Perhaps the company would lose a few hundred dollars, but the overall impact on the company would be minimal. Therefore, the company probably does not need to design a new internal control just to ensure that coffee cups are not stolen.
Once a company has conducted the risk assessment, it’s ready for the third component, which is control activities. This component pertains to the actual internal controls the company is going to implement. The control environment and risk assessment components prepare the company to implement its internal controls. The control activities component is for actually designing and implementing the internal controls. For instance, the control activities component is where a company could create an internal control to keep all its TVs in a cage and require a key for access so that no one steals them.
Then, after the controls are implemented, what does a company need to do? It needs to monitor the effectiveness of the controls to see if they’re working. Monitoring is the fourth component of the framework.

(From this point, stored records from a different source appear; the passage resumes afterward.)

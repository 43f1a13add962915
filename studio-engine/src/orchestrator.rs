//! Generation orchestration.
//!
//! Prepares an image for submission, drives the layer through
//! `processing` and settles it on `edit`, `confirm` or `error` once the
//! service answers. Batch copy edits run every target concurrently and
//! settle each one on its own.

use std::sync::Arc;

use futures::future::join_all;
use studio_core::{
    BusyGuard, CoreError, ExportRequest, GenerationOutput, ImageState, Layer, LayerEvent, LayerId,
    LayerSource, LayerStore, ReviewStage,
};
use studio_renderer::{
    export_image_bytes, load_image_from_bytes, Composer, ExportLabel, ExportedFile,
};
use tracing::{debug, info, warn};

use crate::client::{EditImageRequest, StudioApi, TaskKind};
use crate::config::StudioConfig;
use crate::error::{EngineError, EngineResult};
use crate::prefs::ReviewAskFile;

/// User-chosen parameters of a generation.
#[derive(Debug, Clone, Default, PartialEq)]
pub struct GenerationSettings {
    /// Prompt text.
    pub prompt: String,
    /// Seed; reuse a reference layer's seed for consistent batches.
    pub seed: Option<i64>,
    /// Quality tags.
    pub quality_tags: Vec<String>,
    /// Background mode.
    pub background: Option<String>,
    /// Position mode.
    pub position: Option<String>,
    /// Product name, used in the exported file name.
    pub product_name: Option<String>,
    /// Resolution and aspect of the submitted file.
    pub export: ExportRequest,
}

impl GenerationSettings {
    /// Settings with only a prompt.
    #[must_use]
    pub fn new(prompt: impl Into<String>) -> Self {
        Self {
            prompt: prompt.into(),
            ..Self::default()
        }
    }

    /// Reuse the seed of a previous generation.
    #[must_use]
    pub fn with_reference_seed(mut self, reference: &Layer) -> Self {
        if let Some(seed) = reference.generation.as_ref().and_then(|g| g.seed) {
            self.seed = Some(seed);
        }
        self
    }

    fn label(&self, id: &LayerId) -> Option<ExportLabel> {
        self.product_name
            .as_ref()
            .map(|name| ExportLabel::new(name.clone(), id.clone()))
    }
}

/// Outcome of a settled generation.
#[derive(Debug, Clone, PartialEq, Eq)]
pub struct Generated {
    /// The layer that was generated.
    pub layer_id: LayerId,
    /// State the layer settled in.
    pub state: ImageState,
    /// Review survey stage that became due, if any.
    pub review_prompt: Option<ReviewStage>,
}

/// Per-target results of a batch, in target order.
pub type BatchResults = Vec<(LayerId, EngineResult<Generated>)>;

/// Drives generation requests against the image-editor service.
#[derive(Clone)]
pub struct GenerationOrchestrator {
    api: Arc<dyn StudioApi>,
    store: LayerStore,
    config: StudioConfig,
    review_file: Option<ReviewAskFile>,
}

impl GenerationOrchestrator {
    /// Create an orchestrator over a shared store.
    #[must_use]
    pub fn new(api: Arc<dyn StudioApi>, store: LayerStore, config: StudioConfig) -> Self {
        let review_file = config.feedback_path().map(ReviewAskFile::new);
        Self {
            api,
            store,
            config,
            review_file,
        }
    }

    /// The shared layer store.
    #[must_use]
    pub fn store(&self) -> &LayerStore {
        &self.store
    }

    /// Generate a new version of a single layer from its current image.
    ///
    /// # Errors
    ///
    /// Preparation and validation errors leave the layer untouched. Service
    /// and network errors move it to `error`.
    pub async fn submit_edit(
        &self,
        id: &LayerId,
        settings: &GenerationSettings,
    ) -> EngineResult<Generated> {
        let _guard = self.begin()?;
        let file = self.prepare(id, settings).await?;
        self.dispatch(id, file, settings, TaskKind::Edit).await
    }

    /// Generate from an annotated composition.
    ///
    /// # Errors
    ///
    /// Same as [`Self::submit_edit`]; an unloaded canvas is a preparation
    /// error.
    pub async fn submit_composition(
        &self,
        id: &LayerId,
        composer: &mut Composer,
        settings: &GenerationSettings,
    ) -> EngineResult<Generated> {
        let _guard = self.begin()?;
        self.check_submittable(id)?;
        let label = settings.label(id);
        let file = composer.export_composition(
            &self.export_request(settings),
            &self.config.export_settings(),
            label.as_ref(),
        )?;
        self.dispatch(id, file, settings, TaskKind::Edit).await
    }

    /// Copy-edit every target concurrently.
    ///
    /// Each target settles independently; one failure never affects the
    /// others.
    ///
    /// # Errors
    ///
    /// Returns [`EngineError::Busy`] if a generation or a delete is already
    /// running.
    /// Per-target failures are reported in the results.
    pub async fn submit_batch(
        &self,
        targets: &[LayerId],
        settings: &GenerationSettings,
    ) -> EngineResult<BatchResults> {
        let _guard = self.begin()?;
        info!("Submitting batch of {} copy edits", targets.len());

        let prepared = join_all(
            targets
                .iter()
                .map(|id| async move { (id.clone(), self.prepare(id, settings).await) }),
        )
        .await;

        let mut results = Vec::with_capacity(targets.len());
        let mut ready = Vec::new();
        for (id, file) in prepared {
            match file {
                Ok(file) => ready.push((id, file)),
                Err(e) => {
                    warn!("Skipping layer {id}: {e}");
                    results.push((id, Err(e)));
                }
            }
        }

        let settled = join_all(ready.into_iter().map(|(id, file)| async move {
            let result = self.dispatch(&id, file, settings, TaskKind::CopyEdit).await;
            (id, result)
        }))
        .await;
        results.extend(settled);
        results.sort_by_key(|(id, _)| targets.iter().position(|t| t == id));

        let failed = results.iter().filter(|(_, r)| r.is_err()).count();
        if failed > 0 {
            warn!("{failed} of {} batch edits failed", targets.len());
        }
        Ok(results)
    }

    /// Copy-edit every selected reference layer.
    ///
    /// # Errors
    ///
    /// Returns [`EngineError::Validation`] when nothing is selected.
    pub async fn submit_selected(&self, settings: &GenerationSettings) -> EngineResult<BatchResults> {
        let targets = self.store.selected_ids();
        if targets.is_empty() {
            return Err(EngineError::Validation(
                "Select at least one image first.".to_string(),
            ));
        }
        self.submit_batch(&targets, settings).await
    }

    /// Resubmit a layer that failed.
    ///
    /// # Errors
    ///
    /// Returns [`EngineError::Validation`] unless the layer is in `error`.
    pub async fn retry(&self, id: &LayerId, settings: &GenerationSettings) -> EngineResult<Generated> {
        let state = self.layer(id)?.state();
        if state != ImageState::Error {
            return Err(EngineError::Validation(format!(
                "Layer {id} is {state}, only failed layers can be retried"
            )));
        }
        self.submit_edit(id, settings).await
    }

    /// Drop a layer that has nothing on the server worth deleting.
    ///
    /// # Errors
    ///
    /// Returns [`EngineError::Validation`] for states that need a server
    /// delete or are busy.
    pub fn discard(&self, id: &LayerId) -> EngineResult<Layer> {
        let state = self.layer(id)?.state();
        match state {
            ImageState::Uploaded | ImageState::Selected | ImageState::Error => {
                debug!("Discarding layer {id} ({state})");
                Ok(self.store.remove(id)?)
            }
            other => Err(EngineError::Validation(format!(
                "Layer {id} is {other} and cannot be discarded"
            ))),
        }
    }

    /// Accept a batch candidate.
    ///
    /// # Errors
    ///
    /// Returns an error unless the layer is in `confirm`.
    pub fn accept(&self, id: &LayerId) -> EngineResult<ImageState> {
        Ok(self.store.transition(id, LayerEvent::Accept)?)
    }

    // -----------------------------------------------------------------------
    // Internals
    // -----------------------------------------------------------------------

    fn begin(&self) -> EngineResult<BusyGuard> {
        Ok(self.store.try_begin_generation()?)
    }

    fn layer(&self, id: &LayerId) -> EngineResult<Layer> {
        self.store
            .get(id)
            .ok_or_else(|| CoreError::LayerNotFound(id.to_string()).into())
    }

    fn check_submittable(&self, id: &LayerId) -> EngineResult<Layer> {
        let layer = self.layer(id)?;
        layer.state().next(&LayerEvent::Submit, layer.source())?;
        Ok(layer)
    }

    fn export_request(&self, settings: &GenerationSettings) -> ExportRequest {
        settings.export.with_auto_upscale(self.config.auto_upscale)
    }

    async fn prepare(&self, id: &LayerId, settings: &GenerationSettings) -> EngineResult<ExportedFile> {
        let layer = self.check_submittable(id)?;
        let bytes = match layer.source() {
            LayerSource::Local(file) => file.bytes.clone(),
            LayerSource::Remote(url) => self.api.fetch_image(url).await?,
        };
        let label = settings.label(id);
        Ok(export_image_bytes(
            &bytes,
            &self.export_request(settings),
            &self.config.export_settings(),
            label.as_ref(),
        )?)
    }

    async fn dispatch(
        &self,
        id: &LayerId,
        file: ExportedFile,
        settings: &GenerationSettings,
        task_kind: TaskKind,
    ) -> EngineResult<Generated> {
        let layer = self.layer(id)?;
        self.store.transition(id, LayerEvent::Submit)?;

        let request = EditImageRequest {
            image: file,
            task_kind,
            prompt: settings.prompt.clone(),
            seed: settings.seed,
            quality_tags: settings.quality_tags.clone(),
            background: settings.background.clone(),
            position: settings.position.clone(),
            product_id: layer.product_id.clone(),
            variant_id: layer.variant_id.clone(),
            parent_task_id: layer
                .generation
                .as_ref()
                .map(|g| g.task_id.clone())
                .or_else(|| layer.parent_task_id.clone()),
        };
        info!("Submitting {task_kind:?} for layer {id}");
        let outcome = self.generate(request).await;

        if !self.store.contains(id) {
            info!("Ignoring response for removed layer {id}");
            return Err(EngineError::Discarded(id.clone()));
        }

        match outcome {
            Ok(output) => {
                let batch = task_kind == TaskKind::CopyEdit;
                let state = self.store.resolve_generation(id, output, batch)?;
                info!("Layer {id} generated -> {state}");
                Ok(Generated {
                    layer_id: id.clone(),
                    state,
                    review_prompt: self.check_review(),
                })
            }
            Err(e) => {
                warn!("Generation for layer {id} failed: {e}");
                if let Err(te) = self.store.transition(id, LayerEvent::Failed) {
                    warn!("Could not mark layer {id} as failed: {te}");
                }
                Err(e)
            }
        }
    }

    async fn generate(&self, request: EditImageRequest) -> EngineResult<GenerationOutput> {
        let record = self.api.edit_image(request).await?;
        if !record.is_completed() {
            return Err(EngineError::Remote {
                message: record
                    .error_message
                    .clone()
                    .unwrap_or_else(|| format!("status {:?}", record.generation_status)),
                moderated: record.is_moderated(),
            });
        }
        let image_url = record.image_url.clone().ok_or_else(|| EngineError::Remote {
            message: format!("task {} completed without an image", record.id),
            moderated: false,
        })?;

        let bytes = self.api.fetch_image(&image_url).await?;
        let texture = load_image_from_bytes(&bytes)?;
        Ok(GenerationOutput {
            image_url,
            width: texture.width,
            height: texture.height,
            meta: record.meta(),
        })
    }

    fn check_review(&self) -> Option<ReviewStage> {
        let stage = self.store.check_review_prompt()?;
        info!("Review prompt due: {stage:?}");
        if let Some(file) = &self.review_file {
            file.save(&self.store.feedback());
        }
        Some(stage)
    }
}

#[cfg(test)]
mod tests {
    use super::*;
    use studio_core::GenerationMeta;

    #[test]
    fn test_reference_seed_reused() {
        let reference = Layer::remote(LayerId::new("ref"), "https://cdn/r.png", ImageState::Edit)
            .expect("layer")
            .with_generation(GenerationMeta {
                task_id: "t-1".into(),
                seed: Some(42),
                ..GenerationMeta::default()
            });
        let settings = GenerationSettings::new("studio shot").with_reference_seed(&reference);
        assert_eq!(settings.seed, Some(42));
    }

    #[test]
    fn test_reference_without_seed_keeps_own() {
        let reference =
            Layer::remote(LayerId::new("ref"), "https://cdn/r.png", ImageState::Edit).expect("layer");
        let settings = GenerationSettings {
            seed: Some(7),
            ..GenerationSettings::new("x")
        }
        .with_reference_seed(&reference);
        assert_eq!(settings.seed, Some(7));
    }

    #[test]
    fn test_label_needs_product_name() {
        let id = LayerId::new("l1");
        assert!(GenerationSettings::new("x").label(&id).is_none());
        let named = GenerationSettings {
            product_name: Some("Mug".into()),
            ..GenerationSettings::new("x")
        };
        assert_eq!(named.label(&id), Some(ExportLabel::new("Mug", id)));
    }
}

For instance, imagine that the company implemented the control of keeping all the TVs locked in the cage. Yet, a month later, employees got tired of signing up for a key and simply removed the lock off the cage. Management would not find out about this if it did not prioritize the monitoring component.
Monitoring internal controls is crucial to ensure they’re being properly implemented. Also, as a company changes, perhaps the internal controls are no longer relevant and therefore need to be redesigned.
The fifth component of the framework is termed information and communication. It doesn’t apply to a single step of creating internal controls, but rather it facilitates the entire process of a company’s approach to internal controls. The purpose of this component is to ensure that the company maintains effective communication both internally and externally. The better the communication the organization has, the better the information it possesses, and the better the information, the better the internal controls.
These are the five components of the COSO internal control integrated framework. It’s essential that you know all five components and what each one entails.